If there is one thing that defines the way that our economy and society are changing, it is data. From open data, like real-time public transport information and government statistics, to the increasing amounts of personal data that we all share as part of our daily connected lives, data has become indispensable to a degree that it never has been before.

An interesting, and sometimes surprising, exercise is to think back to the moment you woke up this morning and note every time you used personal data in a transaction through your day so far. Did you give personal data when buying a train ticket or refilling the fuel-tank on your car? Did you add to your search and advertising profiles when looking for the news headlines? Did you contribute to a marketing profile when you bought your morning coffee? Modern life runs on data.

With so much personal data flying around, it can sometimes be difficult to know how to deal with it as an organisation that processes it. With strong regulation of how personal data can be used, it is important to make sure that data is protected and used in the right way. The only way to do this is to make sure that your staff have the right skills to handle personal data safely.

Few businesses can be unaware that the law on data protection in Europe is being shaken up soon with the General Data Protection Regulation, or GDPR for short. The GDPR brings data protection rules up-to-date and sets out clear and firm rules for what data can be collected and how that data can be used.

A key element of the GDPR is how it defines who is involved in processing data, and therefore, who needs to know how to safely handle personal data. The new rules are broad and mean that more people than before need to have data protection skills. This is even recognised in the GRPR itself, which calls for codes of conduct to be created by organisations such as professional associations, that can, “contribute to the proper application” of the GDPR.

Getting ready for GDPR is a big job. Existing data needs to be audited to make sure that it is being processed in a way that is compliant, and the way that organisations acquire personal data needs to be examined to protect individuals’ private data. But as we can see in other areas of workplace skills, people can’t be expected to just know what to do. How many staff in a marketing department realise that the email lists they manage and some of the online analytics data that they collect as a routine part of their jobs have big implications for data protection?

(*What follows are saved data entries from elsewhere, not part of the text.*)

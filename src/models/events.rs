//! Event feed response types.

use chrono::{DateTime, Utc};
use serde::{Deserialize, Serialize};
use utoipa::{IntoParams, ToSchema};

use crate::error::{AppError, AppResult};

use super::github::GitHubCommit;

/// `?limit=` query parameter.
#[derive(Debug, Clone, Default, Deserialize, IntoParams)]
#[into_params(parameter_in = Query)]
pub struct LimitParams {
    /// Maximum number of rows to return
    pub limit: Option<u64>,
}

impl LimitParams {
    /// Resolve the limit, rejecting values outside `1..=max`.
    pub fn resolve(&self, default: u64, max: u64) -> AppResult<u64> {
        match self.limit {
            None => Ok(default),
            Some(l) if (1..=max).contains(&l) => Ok(l),
            Some(l) => Err(AppError::InvalidInput(format!(
                "limit must be between 1 and {}, got {}",
                max, l
            ))),
        }
    }
}

/// PR summary embedded in a PR event.
#[derive(Debug, Clone, Serialize, ToSchema)]
pub struct PrEventPullRequest {
    pub id: i32,
    pub number: i32,
    pub title: String,
    pub state: String,
    pub created_at: Option<DateTime<Utc>>,
    pub merged: bool,
    pub head_ref: Option<String>,
    pub base_ref: Option<String>,
}

#[derive(Debug, Clone, Serialize, ToSchema)]
pub struct PrEventRepository {
    pub id: i32,
    pub name: String,
    pub full_name: String,
}

#[derive(Debug, Clone, Serialize, ToSchema)]
pub struct PrEventUser {
    pub id: i32,
    pub login: String,
}

/// Pull request event with its PR, repository and author.
#[derive(Debug, Clone, Serialize, ToSchema)]
pub struct PrEventResponse {
    pub id: i32,
    pub event_type: String,
    pub created_at: DateTime<Utc>,
    pub pull_request: PrEventPullRequest,
    pub repository: PrEventRepository,
    pub user: PrEventUser,
    #[schema(value_type = Option<Object>)]
    pub payload: Option<serde_json::Value>,
}

#[derive(Debug, Clone, Serialize, ToSchema)]
pub struct BranchEventResponse {
    pub id: i32,
    pub event_type: String,
    #[serde(rename = "ref")]
    pub git_ref: String,
    pub created_at: DateTime<Utc>,
    pub repository_id: i32,
    #[schema(value_type = Option<Object>)]
    pub payload: Option<serde_json::Value>,
}

impl From<crate::entity::branch_event::Model> for BranchEventResponse {
    fn from(m: crate::entity::branch_event::Model) -> Self {
        Self {
            id: m.id,
            event_type: m.event_type,
            git_ref: m.git_ref,
            created_at: m.created_at,
            repository_id: m.repository_id,
            payload: m.payload,
        }
    }
}

#[derive(Debug, Clone, Serialize, ToSchema)]
pub struct PushEventResponse {
    pub id: i32,
    #[serde(rename = "ref")]
    pub git_ref: String,
    pub before: String,
    pub after: String,
    pub created: bool,
    pub deleted: bool,
    pub forced: bool,
    pub created_at: DateTime<Utc>,
    pub repository_id: i32,
    pub sender_id: i32,
    #[schema(value_type = Vec<Object>)]
    pub commits: Vec<GitHubCommit>,
}

impl From<crate::entity::push_event::Model> for PushEventResponse {
    fn from(m: crate::entity::push_event::Model) -> Self {
        // Rows written by this service always hold a commit array
        let commits = serde_json::from_value(m.commits).unwrap_or_default();
        Self {
            id: m.id,
            git_ref: m.git_ref,
            before: m.before_sha,
            after: m.after_sha,
            created: m.created,
            deleted: m.deleted,
            forced: m.forced,
            created_at: m.created_at,
            repository_id: m.repository_id,
            sender_id: m.sender_id,
            commits,
        }
    }
}

/// Entry of the combined feed, tagged with `event_category`.
#[derive(Debug, Clone, Serialize, ToSchema)]
#[serde(tag = "event_category", rename_all = "snake_case")]
pub enum CombinedEvent {
    PullRequest(PrEventResponse),
    Branch(BranchEventResponse),
    Push(PushEventResponse),
}

impl CombinedEvent {
    pub fn created_at(&self) -> DateTime<Utc> {
        match self {
            Self::PullRequest(e) => e.created_at,
            Self::Branch(e) => e.created_at,
            Self::Push(e) => e.created_at,
        }
    }

    /// Row id within the event's own table.
    pub fn id(&self) -> i32 {
        match self {
            Self::PullRequest(e) => e.id,
            Self::Branch(e) => e.id,
            Self::Push(e) => e.id,
        }
    }

    fn category_rank(&self) -> u8 {
        match self {
            Self::PullRequest(_) => 0,
            Self::Branch(_) => 1,
            Self::Push(_) => 2,
        }
    }
}

/// Merge the three category feeds newest first and keep `limit` entries.
///
/// Equal timestamps order by category (pull request, branch, push), then
/// by descending row id.
pub fn combine_events(
    pr_events: Vec<PrEventResponse>,
    branch_events: Vec<BranchEventResponse>,
    push_events: Vec<PushEventResponse>,
    limit: usize,
) -> Vec<CombinedEvent> {
    let mut combined: Vec<CombinedEvent> = pr_events
        .into_iter()
        .map(CombinedEvent::PullRequest)
        .chain(branch_events.into_iter().map(CombinedEvent::Branch))
        .chain(push_events.into_iter().map(CombinedEvent::Push))
        .collect();

    combined.sort_by(|a, b| {
        b.created_at()
            .cmp(&a.created_at())
            .then_with(|| a.category_rank().cmp(&b.category_rank()))
            .then_with(|| b.id().cmp(&a.id()))
    });
    combined.truncate(limit);
    combined
}

/// Entry of a PR's event history.
#[derive(Debug, Clone, Serialize, ToSchema)]
pub struct PrHistoryEvent {
    pub id: i32,
    pub event_type: String,
    pub created_at: DateTime<Utc>,
    #[schema(value_type = Option<Object>)]
    pub payload: Option<serde_json::Value>,
}

impl From<crate::entity::pr_event::Model> for PrHistoryEvent {
    fn from(m: crate::entity::pr_event::Model) -> Self {
        Self {
            id: m.id,
            event_type: m.event_type,
            created_at: m.created_at,
            payload: m.payload,
        }
    }
}
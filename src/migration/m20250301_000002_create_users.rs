//! Create users table.
//!
//! Stores GitHub accounts seen as PR authors or event senders.

use sea_orm_migration::prelude::*;

#[derive(DeriveMigrationName)]
pub struct Migration;

#[async_trait::async_trait]
impl MigrationTrait for Migration {
    async fn up(&self, manager: &SchemaManager) -> Result<(), DbErr> {
        manager
            .create_table(
                Table::create()
                    .table(User::Table)
                    .if_not_exists()
                    .col(
                        ColumnDef::new(User::Id)
                            .integer()
                            .not_null()
                            .auto_increment()
                            .primary_key(),
                    )
                    .col(ColumnDef::new(User::GithubId).big_integer().not_null())
                    .col(ColumnDef::new(User::Login).string_len(255).not_null())
                    .col(
                        ColumnDef::new(User::AccountType)
                            .string_len(50)
                            .not_null()
                            .default("User"),
                    )
                    .to_owned(),
            )
            .await?;

        manager
            .create_index(
                Index::create()
                    .name("idx_users_github_id")
                    .table(User::Table)
                    .col(User::GithubId)
                    .unique()
                    .to_owned(),
            )
            .await?;

        Ok(())
    }

    async fn down(&self, manager: &SchemaManager) -> Result<(), DbErr> {
        manager
            .drop_table(Table::drop().table(User::Table).to_owned())
            .await
    }
}

#[derive(DeriveIden)]
pub enum User {
    #[sea_orm(iden = "users")]
    Table,
    Id,
    GithubId,
    Login,
    AccountType,
}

There are a lot of examples of companies getting it wrong. Data breaches, where personal information like credit card information, social security or ID numbers, and names and addresses are leaked, occur too often. Think back to the leak of the personal data of millions of Americans by a major credit-reference agency in 2017. The consequences for individuals of poor data protection can be severe. But under GDPR, the consequences for organisations can be significant too. High financial penalties await organisations that misuse or fail to protect personal data.

Lots of work is needed to give data protection the priority that it needs to have, but a key element of that will be making sure that everyday workers have the skills and ability to deal with data protection in their workplace, and that means we need a focus on skills for data protection.